Abma: Menschen wie Antje Wagner werden in der Gesellschaft nicht wahrgenommen, sie bekommen nicht genug mediale Aufmerksamkeit. Es fehlt eine Lobby, die sich für die Arbeitsbedingungen einsetzt. Ich will mit meinem Film die Arbeit von Betreuerinnen und Betreuern wertschätzen. Vielleicht interessieren sich dadurch auch mehr Menschen für diesen Beruf – es gibt schließlich einen riesengroßen Personalmangel.
Frau Wagner, was bedeutet Ihnen diese Wertschätzung durch den Film?
Wagner: Es bestärkt einen in der eigenen Arbeit. Und es ist nicht nur für uns positiv, sondern auch für die Kinder. Solche Wohngruppen werden oft stigmatisiert. Der Film zeigt, was das für tolle Kinder sind, was sie alles leisten, wie sie ihren Alltag meistern.

Wie ist es für Sie, die Entwicklung dieser Kinder beobachten zu können?
Wagner: Wagner: Das macht mich sehr stolz. Nicht selten kommt ein Kind zu uns mit einem geringen Selbstwertgefühl. Im Laufe der Entwicklung sieht man, wie sie tougher werden, sich immer mehr für sich selbst einsetzen. Vor ein paar Jahren kam ich mir noch wie eine Entenmutter vor; alle um mich herum. Letztens waren wir am See baden und die Kinder strömten in alle Richtungen – auf einmal waren alle weg und hatten Spaß und Freude. Und dann lehnt man sich zurück und denkt sich: Wow, die gehen jetzt ihren Weg und trauen sich raus in die Welt. Man lässt sie mit einem weinenden und mit einem lachenden Auge gehen.

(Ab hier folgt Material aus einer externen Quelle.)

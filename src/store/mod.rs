//! The store layer: named modules, commits, actions and subscriptions.
//!
//! A [`Store`] is assembled once from a set of [`Module`]s via
//! [`StoreBuilder`], then shared. Each module owns a slice of state that
//! only its mutations may change; [`ModuleHandle`]s give typed access,
//! and [`Derived`] values plus watchers react to commits through the
//! runtime's dependency graph.

mod builder;
mod derived;
mod error;
mod handle;
mod module;
mod plugin;
mod store;
#[cfg(test)]
pub(crate) mod testutil;

pub use builder::StoreBuilder;
pub use derived::Derived;
pub use error::{ModuleError, StoreError};
pub use handle::{ModuleHandle, Subscription};
pub use module::{ActionContext, Module};
pub use plugin::{install, is_installed};
pub use store::{CommitEvent, Store};
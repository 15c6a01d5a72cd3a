//! # number-place-store
//!
//! The state layer of the Number Place application: a modular store in
//! the unidirectional-update style, with reactive reads on top.
//!
//! State lives in named [`Module`]s mounted into a [`Store`]. Mutations
//! are the only writes, actions orchestrate them, and watchers, derived
//! values and store-wide subscribers observe the results. UI, puzzle
//! rules and persistence all live outside this crate.
//!
//! ## Store layer (high-level)
//!
//! - [`Store`] / [`StoreBuilder`]: the sealed key-to-module mapping
//! - [`ModuleHandle`]: typed reads, commits and dispatches for one module
//! - [`Derived`]: cached values that recompute when their inputs change
//! - [`install`]: process-wide enablement, run once no matter how often
//!   it is called
//!
//! ## Runtime layer (low-level)
//!
//! - [`runtime::Runtime`]: the dependency graph that connects commits to
//!   the watchers and derived values that read the committed state
//!
//! ## Quick start
//!
//! ```
//! use number_place_store::create_store;
//! use number_place_store::number_place::{self, Action, Cell, NumberPlace};
//!
//! # fn main() -> Result<(), Box<dyn std::error::Error>> {
//! let store = create_store()?;
//! let game = store.module::<NumberPlace>(number_place::KEY)?;
//!
//! let remaining = game.derived(|state| state.remaining());
//! assert_eq!(remaining.get(), 81);
//!
//! game.dispatch(Action::Place {
//!     cell: Cell::new(0, 0),
//!     digit: 5,
//! })?;
//! assert_eq!(remaining.get(), 80);
//!
//! let tree = store.snapshot()?;
//! assert_eq!(tree["numberPlace"]["problemIndex"], 0);
//! # Ok(())
//! # }
//! ```

pub mod number_place;
pub mod runtime;
pub mod store;

pub use store::{
    install, is_installed, ActionContext, CommitEvent, Derived, Module, ModuleError, ModuleHandle,
    Store, StoreBuilder, StoreError, Subscription,
};

use number_place::NumberPlace;

/// Build the application store.
///
/// Enables the state plugin, then constructs a store with the
/// [`number_place`] module mounted under [`number_place::KEY`]. Each call
/// returns an independent store; the caller owns it and decides how to
/// share it.
///
/// # Examples
///
/// ```
/// use number_place_store::{create_store, number_place};
///
/// let store = create_store().unwrap();
/// assert!(store.contains(number_place::KEY));
/// ```
pub fn create_store() -> Result<Store, StoreError> {
    store::install();

    let store = Store::builder()
        .module(number_place::KEY, NumberPlace::default())?
        .build();
    Ok(store)
}
use std::sync::{Arc, RwLock};

use crate::runtime::Runtime;

/// A cached value derived from store state.
///
/// The computation runs on first read and is cached; commits to any state
/// it read mark it stale, and the next read recomputes. Reads of a
/// `Derived` are themselves tracked, so one derived value may feed
/// another.
///
/// Dropping a `Derived` removes it from the dependency graph.
pub struct Derived<T> {
    compute: Arc<dyn Fn() -> T + Send + Sync>,
    cached: Arc<RwLock<Option<T>>>,
    id: usize,
    runtime: Arc<Runtime>,
}

impl<T: Clone + Send + Sync + 'static> Derived<T> {
    pub(crate) fn new<F>(runtime: Arc<Runtime>, compute: F) -> Self
    where
        F: Fn() -> T + Send + Sync + 'static,
    {
        let id = runtime.next_id();
        runtime.register_derived(id);
        Self {
            compute: Arc::new(compute),
            cached: Arc::new(RwLock::new(None)),
            id,
            runtime,
        }
    }

    /// Current value, recomputing first if a dependency changed.
    pub fn get(&self) -> T {
        self.runtime.track_read(self.id);

        if self.runtime.is_dirty(self.id) {
            let value = self.runtime.with_observer(self.id, || (self.compute)());
            *self.cached.write().unwrap() = Some(value.clone());
            self.runtime.mark_clean(self.id);
            value
        } else {
            self.cached.read().unwrap().as_ref().unwrap().clone()
        }
    }

    /// Read the current value in place, without cloning it out.
    pub fn with<R>(&self, f: impl FnOnce(&T) -> R) -> R {
        self.runtime.track_read(self.id);

        if self.runtime.is_dirty(self.id) {
            let value = self.runtime.with_observer(self.id, || (self.compute)());
            *self.cached.write().unwrap() = Some(value);
            self.runtime.mark_clean(self.id);
        }

        let cached = self.cached.read().unwrap();
        f(cached.as_ref().unwrap())
    }
}

impl<T> Drop for Derived<T> {
    fn drop(&mut self) {
        self.runtime.remove_derived(self.id);
    }
}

Was mögen Sie am meisten an Ihrem Beruf?
Wagner: Ich fahre immer gerne zur Arbeit. Wo wird man schon so herzlich begrüßt und gedrückt? (lacht) Da fällt der Stress und die Kämpfe, die man manchmal hat, hinten runter.
Wie haben die Kinder auf den fertigen Film reagiert?
Abma: Wir haben den Kindern, Eltern und Erzieher:innen zuerst den Film jeweils im geschützten Raum gezeigt, und dann einige Wochen später eine interne Premiere organisiert mit allen Kindern, ihren Freunden, Eltern und Geschwistern und Betreuer:innen. Das war wahnsinnig schön. Und die Hauptdarsteller, die Kinder, haben danach sogar Fragen vom Publikum beantwortet – sie wollten das Mikro gar nicht mehr abgeben. Sie sind richtig stolz auf den Film.
Vielen Dank für das Gespräch!
Das Interview führte Vera Drude
Redaktionelle Mitarbeit: Alexandra Steinberg
Der Film "Im Prinzip Familie" startet am 5. Juni 2025 in den Kinos. Die rbb-Koproduktion wurde unter anderem mit dem Verdi-Preis bei Dok Leipzig und dem Hauptpreis der Nonfiktionale ausgezeichnet.